Prompt:
Print, exactly as they stand, the lines from the start of the listing to the line containing "pub struct ProfileQuery", inclusive.
----
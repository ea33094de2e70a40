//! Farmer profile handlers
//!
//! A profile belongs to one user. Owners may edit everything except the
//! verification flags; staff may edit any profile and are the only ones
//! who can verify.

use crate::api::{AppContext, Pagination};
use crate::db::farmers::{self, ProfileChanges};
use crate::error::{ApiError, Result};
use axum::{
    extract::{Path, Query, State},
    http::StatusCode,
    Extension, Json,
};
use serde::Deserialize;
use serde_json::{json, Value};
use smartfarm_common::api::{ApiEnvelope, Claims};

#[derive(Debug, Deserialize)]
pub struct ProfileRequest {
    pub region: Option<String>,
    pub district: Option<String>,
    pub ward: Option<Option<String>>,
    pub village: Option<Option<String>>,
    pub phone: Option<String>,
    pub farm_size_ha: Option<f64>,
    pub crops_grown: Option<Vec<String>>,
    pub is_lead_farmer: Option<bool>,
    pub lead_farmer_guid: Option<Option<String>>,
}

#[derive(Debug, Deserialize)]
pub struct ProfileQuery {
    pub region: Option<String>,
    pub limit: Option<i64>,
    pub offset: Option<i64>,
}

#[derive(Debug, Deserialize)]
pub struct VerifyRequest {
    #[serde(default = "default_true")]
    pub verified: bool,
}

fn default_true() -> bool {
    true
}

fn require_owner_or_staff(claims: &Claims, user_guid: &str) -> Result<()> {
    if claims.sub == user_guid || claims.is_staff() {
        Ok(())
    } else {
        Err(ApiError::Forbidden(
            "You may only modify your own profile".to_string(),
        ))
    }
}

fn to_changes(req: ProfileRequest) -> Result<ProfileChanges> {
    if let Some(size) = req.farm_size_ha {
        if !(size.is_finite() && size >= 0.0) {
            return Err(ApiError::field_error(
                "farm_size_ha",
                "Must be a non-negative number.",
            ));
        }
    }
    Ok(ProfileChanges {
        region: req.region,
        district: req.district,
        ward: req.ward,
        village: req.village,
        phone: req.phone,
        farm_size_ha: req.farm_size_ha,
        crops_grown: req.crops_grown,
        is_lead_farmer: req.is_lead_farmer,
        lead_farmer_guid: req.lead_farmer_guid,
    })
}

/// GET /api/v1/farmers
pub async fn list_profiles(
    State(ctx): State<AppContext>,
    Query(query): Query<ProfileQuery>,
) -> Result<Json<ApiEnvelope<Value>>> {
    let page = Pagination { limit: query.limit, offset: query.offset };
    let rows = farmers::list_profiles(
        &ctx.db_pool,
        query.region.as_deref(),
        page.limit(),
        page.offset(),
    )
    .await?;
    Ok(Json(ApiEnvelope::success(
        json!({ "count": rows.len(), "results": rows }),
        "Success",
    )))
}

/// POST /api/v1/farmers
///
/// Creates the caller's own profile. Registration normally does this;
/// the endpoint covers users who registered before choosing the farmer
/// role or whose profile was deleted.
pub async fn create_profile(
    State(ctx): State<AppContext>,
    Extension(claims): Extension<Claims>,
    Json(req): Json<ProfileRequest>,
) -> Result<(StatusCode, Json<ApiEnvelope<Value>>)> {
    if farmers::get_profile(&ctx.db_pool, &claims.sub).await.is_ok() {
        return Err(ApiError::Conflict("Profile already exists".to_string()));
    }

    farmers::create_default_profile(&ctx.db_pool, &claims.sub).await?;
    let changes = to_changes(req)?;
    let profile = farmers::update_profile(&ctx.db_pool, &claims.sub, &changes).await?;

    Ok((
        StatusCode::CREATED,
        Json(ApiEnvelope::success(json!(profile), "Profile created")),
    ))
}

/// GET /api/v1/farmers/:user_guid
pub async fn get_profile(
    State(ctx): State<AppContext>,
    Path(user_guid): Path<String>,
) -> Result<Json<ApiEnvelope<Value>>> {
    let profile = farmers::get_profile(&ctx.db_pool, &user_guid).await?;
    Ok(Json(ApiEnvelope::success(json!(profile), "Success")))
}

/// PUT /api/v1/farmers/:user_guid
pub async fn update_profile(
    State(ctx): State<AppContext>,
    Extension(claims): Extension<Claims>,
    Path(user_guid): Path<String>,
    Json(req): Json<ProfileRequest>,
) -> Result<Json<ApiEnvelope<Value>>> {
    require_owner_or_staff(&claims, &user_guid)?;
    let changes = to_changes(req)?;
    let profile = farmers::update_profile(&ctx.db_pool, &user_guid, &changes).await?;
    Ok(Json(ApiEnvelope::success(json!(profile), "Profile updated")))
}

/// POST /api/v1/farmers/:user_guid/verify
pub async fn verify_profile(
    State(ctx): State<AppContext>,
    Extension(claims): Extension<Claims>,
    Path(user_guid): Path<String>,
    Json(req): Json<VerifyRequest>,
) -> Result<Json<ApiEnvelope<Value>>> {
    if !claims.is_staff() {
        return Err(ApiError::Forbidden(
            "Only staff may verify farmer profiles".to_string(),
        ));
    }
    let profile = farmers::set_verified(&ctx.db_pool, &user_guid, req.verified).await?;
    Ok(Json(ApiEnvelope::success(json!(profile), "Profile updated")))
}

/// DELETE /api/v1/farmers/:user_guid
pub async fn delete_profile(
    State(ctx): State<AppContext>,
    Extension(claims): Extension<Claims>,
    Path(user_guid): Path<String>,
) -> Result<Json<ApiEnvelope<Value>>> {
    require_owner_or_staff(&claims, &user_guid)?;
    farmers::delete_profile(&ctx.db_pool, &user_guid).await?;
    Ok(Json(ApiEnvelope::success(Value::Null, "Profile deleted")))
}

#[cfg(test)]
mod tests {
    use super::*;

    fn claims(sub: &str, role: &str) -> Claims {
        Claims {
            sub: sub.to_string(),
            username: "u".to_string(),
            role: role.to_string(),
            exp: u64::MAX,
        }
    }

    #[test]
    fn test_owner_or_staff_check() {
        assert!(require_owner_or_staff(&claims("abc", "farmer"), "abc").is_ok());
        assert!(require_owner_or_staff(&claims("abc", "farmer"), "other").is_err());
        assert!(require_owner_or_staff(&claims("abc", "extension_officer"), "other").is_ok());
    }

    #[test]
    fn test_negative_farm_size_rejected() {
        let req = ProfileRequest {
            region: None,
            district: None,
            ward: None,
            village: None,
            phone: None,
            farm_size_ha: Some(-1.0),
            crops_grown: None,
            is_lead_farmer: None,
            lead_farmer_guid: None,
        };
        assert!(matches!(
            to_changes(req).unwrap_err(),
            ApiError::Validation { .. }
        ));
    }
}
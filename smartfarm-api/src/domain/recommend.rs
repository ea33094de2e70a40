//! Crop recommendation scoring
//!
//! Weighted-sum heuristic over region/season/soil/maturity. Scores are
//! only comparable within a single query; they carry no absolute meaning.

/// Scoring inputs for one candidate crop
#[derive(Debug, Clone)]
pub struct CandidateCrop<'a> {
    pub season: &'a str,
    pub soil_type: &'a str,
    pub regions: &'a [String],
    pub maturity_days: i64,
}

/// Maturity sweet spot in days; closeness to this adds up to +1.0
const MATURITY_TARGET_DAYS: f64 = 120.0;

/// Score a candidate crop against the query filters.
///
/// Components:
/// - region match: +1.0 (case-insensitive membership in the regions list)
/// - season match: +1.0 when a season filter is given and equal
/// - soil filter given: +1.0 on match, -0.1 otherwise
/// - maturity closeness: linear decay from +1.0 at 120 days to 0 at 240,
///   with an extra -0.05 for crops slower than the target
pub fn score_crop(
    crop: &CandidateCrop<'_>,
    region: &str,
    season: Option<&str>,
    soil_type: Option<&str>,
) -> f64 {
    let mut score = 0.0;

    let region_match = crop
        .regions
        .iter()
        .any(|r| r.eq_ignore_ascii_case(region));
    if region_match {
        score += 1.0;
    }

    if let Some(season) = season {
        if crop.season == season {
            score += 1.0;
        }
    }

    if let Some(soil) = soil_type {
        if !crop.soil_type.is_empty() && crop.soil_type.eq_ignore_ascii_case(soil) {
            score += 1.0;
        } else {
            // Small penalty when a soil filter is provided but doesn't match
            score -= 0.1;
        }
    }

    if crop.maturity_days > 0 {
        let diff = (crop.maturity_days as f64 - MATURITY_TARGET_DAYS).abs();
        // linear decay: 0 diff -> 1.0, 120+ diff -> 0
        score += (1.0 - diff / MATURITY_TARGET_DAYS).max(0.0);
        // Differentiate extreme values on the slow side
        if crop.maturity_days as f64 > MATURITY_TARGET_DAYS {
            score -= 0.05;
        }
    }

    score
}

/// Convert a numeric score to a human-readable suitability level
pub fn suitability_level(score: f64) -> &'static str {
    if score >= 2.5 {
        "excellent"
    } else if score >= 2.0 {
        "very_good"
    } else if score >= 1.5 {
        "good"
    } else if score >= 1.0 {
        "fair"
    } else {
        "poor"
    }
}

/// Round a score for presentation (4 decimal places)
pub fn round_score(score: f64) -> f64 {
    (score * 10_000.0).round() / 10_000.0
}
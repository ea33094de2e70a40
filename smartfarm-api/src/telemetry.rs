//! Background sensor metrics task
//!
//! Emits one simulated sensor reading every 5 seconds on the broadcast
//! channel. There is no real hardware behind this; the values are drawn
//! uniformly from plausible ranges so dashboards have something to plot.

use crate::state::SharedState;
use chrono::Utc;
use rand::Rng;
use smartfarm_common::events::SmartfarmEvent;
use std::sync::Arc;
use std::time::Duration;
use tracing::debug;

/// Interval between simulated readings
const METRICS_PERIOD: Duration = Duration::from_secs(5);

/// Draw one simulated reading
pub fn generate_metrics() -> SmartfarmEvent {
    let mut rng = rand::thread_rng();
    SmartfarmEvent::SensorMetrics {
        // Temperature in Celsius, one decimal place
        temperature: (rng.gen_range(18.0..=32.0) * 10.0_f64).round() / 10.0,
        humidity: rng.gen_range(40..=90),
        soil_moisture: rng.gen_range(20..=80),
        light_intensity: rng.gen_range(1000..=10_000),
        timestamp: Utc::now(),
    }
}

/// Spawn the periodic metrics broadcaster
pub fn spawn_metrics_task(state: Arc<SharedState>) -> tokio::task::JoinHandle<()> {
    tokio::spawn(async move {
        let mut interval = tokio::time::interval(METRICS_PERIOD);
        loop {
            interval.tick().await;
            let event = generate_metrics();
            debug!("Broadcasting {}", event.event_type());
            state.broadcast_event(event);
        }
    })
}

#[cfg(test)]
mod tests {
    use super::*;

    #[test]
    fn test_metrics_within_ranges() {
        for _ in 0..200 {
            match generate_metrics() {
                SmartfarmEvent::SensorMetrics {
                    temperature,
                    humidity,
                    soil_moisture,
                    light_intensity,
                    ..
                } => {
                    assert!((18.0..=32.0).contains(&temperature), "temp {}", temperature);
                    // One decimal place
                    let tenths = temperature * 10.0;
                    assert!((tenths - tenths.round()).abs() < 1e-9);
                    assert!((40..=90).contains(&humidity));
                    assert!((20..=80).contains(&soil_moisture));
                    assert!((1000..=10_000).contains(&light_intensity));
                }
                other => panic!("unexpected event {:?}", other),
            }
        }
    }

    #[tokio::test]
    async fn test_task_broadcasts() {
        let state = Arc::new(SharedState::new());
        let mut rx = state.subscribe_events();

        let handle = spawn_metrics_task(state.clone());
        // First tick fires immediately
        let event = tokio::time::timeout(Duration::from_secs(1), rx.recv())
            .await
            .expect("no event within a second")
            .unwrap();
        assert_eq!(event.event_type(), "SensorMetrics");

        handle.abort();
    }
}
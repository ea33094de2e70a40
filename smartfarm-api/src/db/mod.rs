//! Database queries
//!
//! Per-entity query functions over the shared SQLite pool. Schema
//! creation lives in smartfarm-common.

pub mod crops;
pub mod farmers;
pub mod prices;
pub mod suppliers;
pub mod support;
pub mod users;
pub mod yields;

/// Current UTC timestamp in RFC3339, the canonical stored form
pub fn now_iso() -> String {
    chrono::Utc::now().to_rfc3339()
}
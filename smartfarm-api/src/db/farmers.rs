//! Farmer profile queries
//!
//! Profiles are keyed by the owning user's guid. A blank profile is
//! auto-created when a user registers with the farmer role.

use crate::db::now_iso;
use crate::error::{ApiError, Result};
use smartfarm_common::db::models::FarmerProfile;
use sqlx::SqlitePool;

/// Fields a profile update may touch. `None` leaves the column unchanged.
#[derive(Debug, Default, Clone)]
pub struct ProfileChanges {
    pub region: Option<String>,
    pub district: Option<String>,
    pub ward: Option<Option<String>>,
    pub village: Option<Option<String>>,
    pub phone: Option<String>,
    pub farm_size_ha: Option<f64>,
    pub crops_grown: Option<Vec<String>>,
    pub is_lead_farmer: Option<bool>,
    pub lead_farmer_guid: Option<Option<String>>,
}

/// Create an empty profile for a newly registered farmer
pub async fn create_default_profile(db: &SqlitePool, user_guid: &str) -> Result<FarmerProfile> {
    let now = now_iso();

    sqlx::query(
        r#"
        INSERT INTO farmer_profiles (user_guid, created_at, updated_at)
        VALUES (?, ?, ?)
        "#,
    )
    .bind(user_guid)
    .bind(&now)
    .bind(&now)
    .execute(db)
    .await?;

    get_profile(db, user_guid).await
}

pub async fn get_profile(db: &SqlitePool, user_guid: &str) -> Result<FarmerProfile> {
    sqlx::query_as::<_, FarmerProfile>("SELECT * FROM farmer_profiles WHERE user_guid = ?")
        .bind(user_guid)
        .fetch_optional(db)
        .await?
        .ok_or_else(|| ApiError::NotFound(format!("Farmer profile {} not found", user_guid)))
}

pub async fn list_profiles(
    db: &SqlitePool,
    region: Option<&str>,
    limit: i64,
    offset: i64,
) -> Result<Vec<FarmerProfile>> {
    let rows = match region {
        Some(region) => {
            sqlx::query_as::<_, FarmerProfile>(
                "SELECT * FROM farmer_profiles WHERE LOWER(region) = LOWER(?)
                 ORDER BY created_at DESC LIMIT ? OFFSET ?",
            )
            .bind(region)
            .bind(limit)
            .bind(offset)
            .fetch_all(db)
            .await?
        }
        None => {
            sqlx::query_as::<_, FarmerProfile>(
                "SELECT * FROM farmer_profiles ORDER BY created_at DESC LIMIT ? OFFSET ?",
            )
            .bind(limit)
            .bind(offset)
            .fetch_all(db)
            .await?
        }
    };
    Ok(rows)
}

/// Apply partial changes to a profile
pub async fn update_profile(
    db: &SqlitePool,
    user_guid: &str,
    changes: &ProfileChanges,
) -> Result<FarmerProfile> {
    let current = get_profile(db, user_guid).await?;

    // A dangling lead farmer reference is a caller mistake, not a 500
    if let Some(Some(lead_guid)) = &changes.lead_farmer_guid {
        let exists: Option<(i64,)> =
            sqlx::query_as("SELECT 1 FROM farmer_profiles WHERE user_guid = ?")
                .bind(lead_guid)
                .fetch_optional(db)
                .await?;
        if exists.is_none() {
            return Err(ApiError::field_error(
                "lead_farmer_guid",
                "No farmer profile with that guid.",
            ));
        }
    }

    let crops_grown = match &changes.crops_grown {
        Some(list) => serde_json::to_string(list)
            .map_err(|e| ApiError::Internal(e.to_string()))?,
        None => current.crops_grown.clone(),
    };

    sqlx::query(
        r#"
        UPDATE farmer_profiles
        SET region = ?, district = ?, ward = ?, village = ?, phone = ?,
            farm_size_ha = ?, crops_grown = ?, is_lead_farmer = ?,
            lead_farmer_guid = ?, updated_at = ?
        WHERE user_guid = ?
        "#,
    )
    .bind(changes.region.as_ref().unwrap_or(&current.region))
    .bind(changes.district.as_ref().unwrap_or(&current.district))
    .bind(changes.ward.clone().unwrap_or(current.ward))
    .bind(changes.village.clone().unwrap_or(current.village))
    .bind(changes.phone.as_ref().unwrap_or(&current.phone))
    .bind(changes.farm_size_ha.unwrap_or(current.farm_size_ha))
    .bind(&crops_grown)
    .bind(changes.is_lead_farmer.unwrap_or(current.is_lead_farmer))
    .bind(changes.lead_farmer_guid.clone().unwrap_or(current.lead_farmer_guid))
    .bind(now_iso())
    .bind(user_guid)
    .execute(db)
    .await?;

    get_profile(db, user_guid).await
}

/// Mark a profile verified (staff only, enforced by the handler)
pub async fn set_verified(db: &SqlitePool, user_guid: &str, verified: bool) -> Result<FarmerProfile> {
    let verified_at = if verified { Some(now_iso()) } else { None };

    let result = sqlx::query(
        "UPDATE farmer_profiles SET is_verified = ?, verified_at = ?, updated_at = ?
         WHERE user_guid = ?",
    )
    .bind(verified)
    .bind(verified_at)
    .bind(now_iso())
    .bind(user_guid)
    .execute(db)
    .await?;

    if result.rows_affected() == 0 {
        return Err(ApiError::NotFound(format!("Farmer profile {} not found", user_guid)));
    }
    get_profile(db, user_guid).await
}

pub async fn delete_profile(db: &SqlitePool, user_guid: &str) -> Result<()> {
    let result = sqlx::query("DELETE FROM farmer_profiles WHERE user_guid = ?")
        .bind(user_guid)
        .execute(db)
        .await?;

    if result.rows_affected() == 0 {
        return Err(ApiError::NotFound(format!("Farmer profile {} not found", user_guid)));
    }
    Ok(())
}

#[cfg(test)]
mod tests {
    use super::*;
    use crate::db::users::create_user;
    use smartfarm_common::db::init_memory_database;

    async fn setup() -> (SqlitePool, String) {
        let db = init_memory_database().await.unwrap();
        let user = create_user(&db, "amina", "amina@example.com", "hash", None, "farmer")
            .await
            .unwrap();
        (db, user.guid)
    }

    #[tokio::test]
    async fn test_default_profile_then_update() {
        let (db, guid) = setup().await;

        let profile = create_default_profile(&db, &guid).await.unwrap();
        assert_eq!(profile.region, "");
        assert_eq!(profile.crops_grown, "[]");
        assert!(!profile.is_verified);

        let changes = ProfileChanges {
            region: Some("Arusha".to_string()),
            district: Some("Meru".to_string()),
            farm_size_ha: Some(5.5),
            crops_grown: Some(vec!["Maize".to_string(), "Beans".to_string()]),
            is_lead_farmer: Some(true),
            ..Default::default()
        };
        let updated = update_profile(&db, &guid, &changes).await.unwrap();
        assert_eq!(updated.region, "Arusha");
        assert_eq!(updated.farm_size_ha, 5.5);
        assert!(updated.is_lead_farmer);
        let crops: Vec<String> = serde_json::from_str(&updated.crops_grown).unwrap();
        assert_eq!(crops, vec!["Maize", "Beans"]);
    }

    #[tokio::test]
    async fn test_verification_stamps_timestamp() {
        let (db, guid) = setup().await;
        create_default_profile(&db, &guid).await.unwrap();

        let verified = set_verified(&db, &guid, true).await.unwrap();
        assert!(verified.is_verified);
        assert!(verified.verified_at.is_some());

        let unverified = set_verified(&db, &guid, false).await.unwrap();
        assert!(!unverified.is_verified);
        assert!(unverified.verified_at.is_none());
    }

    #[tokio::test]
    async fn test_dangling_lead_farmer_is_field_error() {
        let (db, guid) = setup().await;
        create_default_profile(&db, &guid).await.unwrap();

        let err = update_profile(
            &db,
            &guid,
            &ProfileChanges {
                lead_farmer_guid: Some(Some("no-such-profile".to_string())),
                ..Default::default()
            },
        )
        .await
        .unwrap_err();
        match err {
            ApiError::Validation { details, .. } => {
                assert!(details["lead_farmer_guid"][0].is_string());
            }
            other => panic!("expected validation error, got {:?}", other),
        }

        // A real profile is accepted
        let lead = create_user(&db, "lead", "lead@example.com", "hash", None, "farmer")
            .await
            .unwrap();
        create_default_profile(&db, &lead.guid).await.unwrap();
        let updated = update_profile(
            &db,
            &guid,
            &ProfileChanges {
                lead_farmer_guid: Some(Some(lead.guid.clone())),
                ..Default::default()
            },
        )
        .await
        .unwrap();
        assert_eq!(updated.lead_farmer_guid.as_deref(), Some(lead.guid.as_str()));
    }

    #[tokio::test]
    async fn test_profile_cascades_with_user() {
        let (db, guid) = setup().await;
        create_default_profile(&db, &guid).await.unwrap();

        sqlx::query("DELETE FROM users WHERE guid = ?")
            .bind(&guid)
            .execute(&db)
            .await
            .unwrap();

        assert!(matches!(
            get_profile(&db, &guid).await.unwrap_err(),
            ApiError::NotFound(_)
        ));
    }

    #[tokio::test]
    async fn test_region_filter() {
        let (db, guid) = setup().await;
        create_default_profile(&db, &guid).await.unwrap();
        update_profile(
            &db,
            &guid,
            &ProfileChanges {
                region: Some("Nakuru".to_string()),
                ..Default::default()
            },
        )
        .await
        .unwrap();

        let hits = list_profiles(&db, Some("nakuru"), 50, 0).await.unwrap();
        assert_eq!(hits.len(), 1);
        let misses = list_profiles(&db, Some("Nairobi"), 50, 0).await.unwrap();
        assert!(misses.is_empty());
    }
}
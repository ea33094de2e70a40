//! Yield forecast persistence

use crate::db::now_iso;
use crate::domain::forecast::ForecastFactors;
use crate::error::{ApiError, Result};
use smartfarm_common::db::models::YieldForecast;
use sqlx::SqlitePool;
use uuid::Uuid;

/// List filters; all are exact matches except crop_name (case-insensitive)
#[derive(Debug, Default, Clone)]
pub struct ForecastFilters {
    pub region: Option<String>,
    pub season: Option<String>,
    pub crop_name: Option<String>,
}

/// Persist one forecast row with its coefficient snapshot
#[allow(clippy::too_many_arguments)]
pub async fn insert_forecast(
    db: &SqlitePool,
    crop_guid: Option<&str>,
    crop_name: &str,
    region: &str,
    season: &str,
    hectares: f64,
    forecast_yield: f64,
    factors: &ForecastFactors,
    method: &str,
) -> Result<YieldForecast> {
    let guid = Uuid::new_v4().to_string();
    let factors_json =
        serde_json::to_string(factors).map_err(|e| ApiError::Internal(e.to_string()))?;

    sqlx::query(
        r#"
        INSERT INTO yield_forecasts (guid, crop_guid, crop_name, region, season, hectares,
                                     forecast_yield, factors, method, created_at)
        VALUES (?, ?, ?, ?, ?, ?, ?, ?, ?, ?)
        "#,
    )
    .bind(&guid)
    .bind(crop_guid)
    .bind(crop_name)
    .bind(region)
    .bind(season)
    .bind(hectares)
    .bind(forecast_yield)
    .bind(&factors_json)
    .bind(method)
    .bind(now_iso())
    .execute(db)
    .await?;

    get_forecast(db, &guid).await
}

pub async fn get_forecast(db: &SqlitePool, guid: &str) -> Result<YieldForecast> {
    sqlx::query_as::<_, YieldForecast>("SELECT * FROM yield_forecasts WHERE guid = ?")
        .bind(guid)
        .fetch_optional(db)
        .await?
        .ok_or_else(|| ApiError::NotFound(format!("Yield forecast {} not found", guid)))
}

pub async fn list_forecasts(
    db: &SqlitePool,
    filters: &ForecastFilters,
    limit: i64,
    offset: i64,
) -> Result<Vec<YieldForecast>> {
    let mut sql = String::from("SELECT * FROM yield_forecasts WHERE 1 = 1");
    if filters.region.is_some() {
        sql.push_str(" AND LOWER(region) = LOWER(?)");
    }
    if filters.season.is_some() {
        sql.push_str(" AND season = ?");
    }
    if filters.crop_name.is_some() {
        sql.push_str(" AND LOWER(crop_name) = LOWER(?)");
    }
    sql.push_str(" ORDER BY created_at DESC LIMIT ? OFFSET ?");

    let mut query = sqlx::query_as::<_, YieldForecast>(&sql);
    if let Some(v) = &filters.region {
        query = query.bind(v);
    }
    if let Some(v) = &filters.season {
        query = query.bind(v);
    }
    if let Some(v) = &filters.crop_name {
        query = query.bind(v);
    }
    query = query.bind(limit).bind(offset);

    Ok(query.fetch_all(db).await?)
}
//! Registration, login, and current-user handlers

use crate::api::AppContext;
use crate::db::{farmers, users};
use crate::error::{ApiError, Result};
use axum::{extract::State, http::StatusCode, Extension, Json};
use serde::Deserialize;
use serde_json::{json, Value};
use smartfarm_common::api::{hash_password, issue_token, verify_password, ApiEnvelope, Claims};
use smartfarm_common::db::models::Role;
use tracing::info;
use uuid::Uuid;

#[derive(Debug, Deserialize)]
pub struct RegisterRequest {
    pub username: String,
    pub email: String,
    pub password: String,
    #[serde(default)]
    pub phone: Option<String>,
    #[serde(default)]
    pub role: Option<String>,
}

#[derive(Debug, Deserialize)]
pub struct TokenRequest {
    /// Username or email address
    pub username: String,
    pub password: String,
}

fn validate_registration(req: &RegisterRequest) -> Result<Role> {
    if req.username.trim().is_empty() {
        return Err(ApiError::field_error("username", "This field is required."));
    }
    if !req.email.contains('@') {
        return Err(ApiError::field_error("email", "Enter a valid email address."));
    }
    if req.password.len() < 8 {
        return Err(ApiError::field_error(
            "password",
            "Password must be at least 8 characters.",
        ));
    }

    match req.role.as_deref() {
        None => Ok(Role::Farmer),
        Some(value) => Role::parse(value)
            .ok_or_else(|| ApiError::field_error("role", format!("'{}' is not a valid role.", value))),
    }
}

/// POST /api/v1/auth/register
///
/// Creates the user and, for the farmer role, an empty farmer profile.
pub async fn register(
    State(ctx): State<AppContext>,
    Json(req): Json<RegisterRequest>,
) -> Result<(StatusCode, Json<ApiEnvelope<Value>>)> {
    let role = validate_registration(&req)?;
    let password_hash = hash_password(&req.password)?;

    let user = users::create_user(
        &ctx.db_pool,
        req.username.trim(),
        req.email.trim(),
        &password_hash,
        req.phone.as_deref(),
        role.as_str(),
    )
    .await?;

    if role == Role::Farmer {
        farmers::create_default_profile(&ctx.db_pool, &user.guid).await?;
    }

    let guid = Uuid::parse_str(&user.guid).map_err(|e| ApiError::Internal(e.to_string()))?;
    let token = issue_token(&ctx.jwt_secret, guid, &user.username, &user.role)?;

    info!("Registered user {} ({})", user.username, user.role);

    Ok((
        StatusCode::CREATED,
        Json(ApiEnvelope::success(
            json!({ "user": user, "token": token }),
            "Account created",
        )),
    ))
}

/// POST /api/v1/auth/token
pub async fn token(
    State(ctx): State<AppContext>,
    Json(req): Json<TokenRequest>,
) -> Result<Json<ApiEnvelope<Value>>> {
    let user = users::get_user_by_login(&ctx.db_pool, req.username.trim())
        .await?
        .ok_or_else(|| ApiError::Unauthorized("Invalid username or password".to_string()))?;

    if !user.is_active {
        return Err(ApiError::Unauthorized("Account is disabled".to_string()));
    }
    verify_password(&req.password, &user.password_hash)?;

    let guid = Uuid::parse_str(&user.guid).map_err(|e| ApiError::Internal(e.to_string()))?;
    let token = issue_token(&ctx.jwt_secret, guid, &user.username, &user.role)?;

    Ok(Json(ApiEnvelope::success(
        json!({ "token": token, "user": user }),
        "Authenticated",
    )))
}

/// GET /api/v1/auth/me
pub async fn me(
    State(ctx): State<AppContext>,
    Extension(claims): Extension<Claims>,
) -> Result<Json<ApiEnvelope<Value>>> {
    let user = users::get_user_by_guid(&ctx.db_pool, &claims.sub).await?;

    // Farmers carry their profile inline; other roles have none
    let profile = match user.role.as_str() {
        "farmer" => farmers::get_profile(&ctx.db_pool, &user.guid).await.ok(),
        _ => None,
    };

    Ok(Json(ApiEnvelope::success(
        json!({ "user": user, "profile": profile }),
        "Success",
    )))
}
----
Solution:
repository ea33094de2e70a40
//! Farmer profile handlers
//!
//! A profile belongs to one user. Owners may edit everything except the
//! verification flags; staff may edit any profile and are the only ones
//! who can verify.

use crate::api::{AppContext, Pagination};
use crate::db::farmers::{self, ProfileChanges};
use crate::error::{ApiError, Result};
use axum::{
    extract::{Path, Query, State},
    http::StatusCode,
    Extension, Json,
};
use serde::Deserialize;
use serde_json::{json, Value};
use smartfarm_common::api::{ApiEnvelope, Claims};

#[derive(Debug, Deserialize)]
pub struct ProfileRequest {
    pub region: Option<String>,
    pub district: Option<String>,
    pub ward: Option<Option<String>>,
    pub village: Option<Option<String>>,
    pub phone: Option<String>,
    pub farm_size_ha: Option<f64>,
    pub crops_grown: Option<Vec<String>>,
    pub is_lead_farmer: Option<bool>,
    pub lead_farmer_guid: Option<Option<String>>,
}

#[derive(Debug, Deserialize)]
pub struct ProfileQuery {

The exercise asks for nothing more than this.